Isso talvez pareça fantástico, mas está longe de ser surpreendente ou inverossímil porque, sob determinadas condições, pode acontecer a cada um de nós a qualquer instante; supostas tais condições, nada nos resguardaria de mergulhar-mos na mais profunda ignorância quanto ao curso do tempo, e de perdermos, por conseguinte, a noção da nossa idade. Esse fenômeno é possível, já que não temos no nosso interior um órgão para perceber o tempo, o que nos torna incapazes de avaliá-lo, em termos absolutos, pelos nossas próprias forças e sem nos basear em indícios exteriores. Alguns mineiros soterrados e impossibilitados de observar a sucessão de dias e noites calcularam, quando salvos, fosse de três dias o tempo que haviam passado nas trevas, entre a esperança e o desespero. Na realidade se haviam escoado dez dias. Seria natural se, nesse situação angustiosa, o tempo lhes houvesse afigurado longo. No entanto, se reduzira para eles a menos de um terço da sua duração objetiva. Parece, portanto, que sob condições desconcertantes a impotência humana tende antes a subestimar do que a exagerar o tempo por que acaba de passar.

Certo, ninguém põe em dúvida que Hans Carstop, querendo, teria podido sem grandes dificuldades escapar dessa incerteza e ganhar clareza por meio de um cômputo; da mesma forma como o leitor poderia fazer sem nenhum trabalho, se porventura, a confusão e o vazio repugnassem ao seu espírito sadio. No que toca a Hans Carstop, talvez não se sentisse muito à vontade na sua ignorância, mas tampouco se animava a fazer um esforço para livrar-se daquele vazio e daquela confusão, e para conhecer a idade que alcançara ali em cima. O que o impedia era um receio arraigado na sua consciência, apesar de ser a mais crassa falta de consciência o não se preocupar com o tempo.

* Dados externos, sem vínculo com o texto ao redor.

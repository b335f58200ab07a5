// Encoding tag and conversion dispatch between the three representations.

use crate::translit::{to_ascii_encoded, to_native_script, to_romanized};

/// Textual representation of Arabic handled by the codec.
#[derive(Debug, Clone, Copy, PartialEq, Eq, Hash)]
#[cfg_attr(feature = "serde", derive(serde::Serialize, serde::Deserialize))]
#[cfg_attr(feature = "serde", serde(rename_all = "camelCase"))]
pub enum Encoding {
    /// Buckwalter ASCII transliteration, used internally for matching.
    AsciiEncoded,
    /// Arabic script.
    NativeScript,
    /// ALA-LC romanization with diacritics.
    Romanized,
}

impl Encoding {
    /// Parse a short encoding name as used on command lines.
    ///
    /// Accepts `ascii`/`buckwalter`, `arabic`/`native` and `roman`/`ala`.
    pub fn from_name(name: &str) -> Option<Self> {
        match name.to_ascii_lowercase().as_str() {
            "ascii" | "buckwalter" | "bw" => Some(Encoding::AsciiEncoded),
            "arabic" | "native" | "ar" => Some(Encoding::NativeScript),
            "roman" | "ala" | "romanized" => Some(Encoding::Romanized),
            _ => None,
        }
    }

    /// Short name of this encoding.
    pub fn name(self) -> &'static str {
        match self {
            Encoding::AsciiEncoded => "ascii",
            Encoding::NativeScript => "arabic",
            Encoding::Romanized => "roman",
        }
    }

    /// Convert `text` from one encoding to another.
    ///
    /// Romanization is output-only: text whose source encoding is
    /// [`Encoding::Romanized`] is returned unchanged.
    pub fn convert(text: &str, from: Encoding, to: Encoding) -> String {
        match (from, to) {
            (Encoding::AsciiEncoded, Encoding::NativeScript) => to_native_script(text),
            (Encoding::AsciiEncoded, Encoding::Romanized) => to_romanized(text),
            (Encoding::NativeScript, Encoding::AsciiEncoded) => to_ascii_encoded(text),
            (Encoding::NativeScript, Encoding::Romanized) => to_romanized(&to_ascii_encoded(text)),
            _ => text.to_string(),
        }
    }
}

#[cfg(test)]
mod tests {
    use super::*;

    #[test]
    fn names_round_trip() {
        for enc in [
            Encoding::AsciiEncoded,
            Encoding::NativeScript,
            Encoding::Romanized,
        ] {
            assert_eq!(Encoding::from_name(enc.name()), Some(enc));
        }
    }

    #[test]
    fn from_name_is_case_insensitive() {
        assert_eq!(Encoding::from_name("ASCII"), Some(Encoding::AsciiEncoded));
        assert_eq!(Encoding::from_name("Arabic"), Some(Encoding::NativeScript));
        assert_eq!(Encoding::from_name("klingon"), None);
    }

    #[test]
    fn convert_native_to_roman_goes_through_ascii() {
        let native = to_native_script("kitAb");
        assert_eq!(
            Encoding::convert(&native, Encoding::NativeScript, Encoding::Romanized),
            "kit\u{0101}b"
        );
    }

    #[test]
    fn convert_same_encoding_is_identity() {
        assert_eq!(
            Encoding::convert("ktb", Encoding::AsciiEncoded, Encoding::AsciiEncoded),
            "ktb"
        );
    }

    #[test]
    fn convert_from_roman_is_identity() {
        assert_eq!(
            Encoding::convert("kit\u{0101}b", Encoding::Romanized, Encoding::NativeScript),
            "kit\u{0101}b"
        );
    }

    #[cfg(feature = "serde")]
    #[test]
    fn serializes_camel_case() {
        let json = serde_json::to_string(&Encoding::NativeScript).unwrap();
        assert_eq!(json, "\"nativeScript\"");
    }
}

Não sabemos se convém alegar a seu favor que as circunstâncias fomentavam bastante a sua falta de boa vontade, para não o acusar de aberta má vontade. Quando voltou Mme Chuachat - de modo bem diferente do que imaginara Hans Castorp, mas disso trataremos noutra parte -, estava-se novamente na época do Advento, e o dia mais curto do ano, o princípio do inverno, astronomicamente falando, achava-se iminente. Em realidade, porém, não se levando em conta tais subdivisões teóricas e considerando-se o frio e a neve reinantes, era inverno sabe Deus desde quando, e este inverno não fora interrompido senão passageiramente por abrasadores dias de verão, com um azul celeste de uma intensidade tão exagerada que tocava as raias do preto, dias estivais, portanto, como também costumavam ocorrer no inverno, abstração feita da neve, que por sua vez caía em todos os meses de verão. Quantas vezes não conversara Hans Castorp com o malogrado Joachim sobre essa grande confusão, que misturava e embrulhava as estações, que privava o ano das suas cisões naturais e destarte o fazia decorrer rápida e tediosamente, ou também devagar, mas de modo divertido, de maneira que no fundo nem se podia falar de tempo, conforme observava Joachim com desgosto numa ocasião muito remota. O que realmente se misturava e se baralhava em virtude dessa grande confusão eram certos conceitos emocionais ou estados de consciência, como os do "ainda" e do "de novo". Achamo-nos diante de uma experiência das mais pertubadoras, complexas e mágicas que se podem imaginar, experiência para cujo gozo Hans Castorp, logo no primeiro dia da sua estadia ali em cima, mostrara inclinação imoral. Fora em face das cinco refeições fartas em excesso, na sala alegremente colorida, que pela primeira vez sentira vertigem desse gênero, inofensiva em comparação com as posteriores.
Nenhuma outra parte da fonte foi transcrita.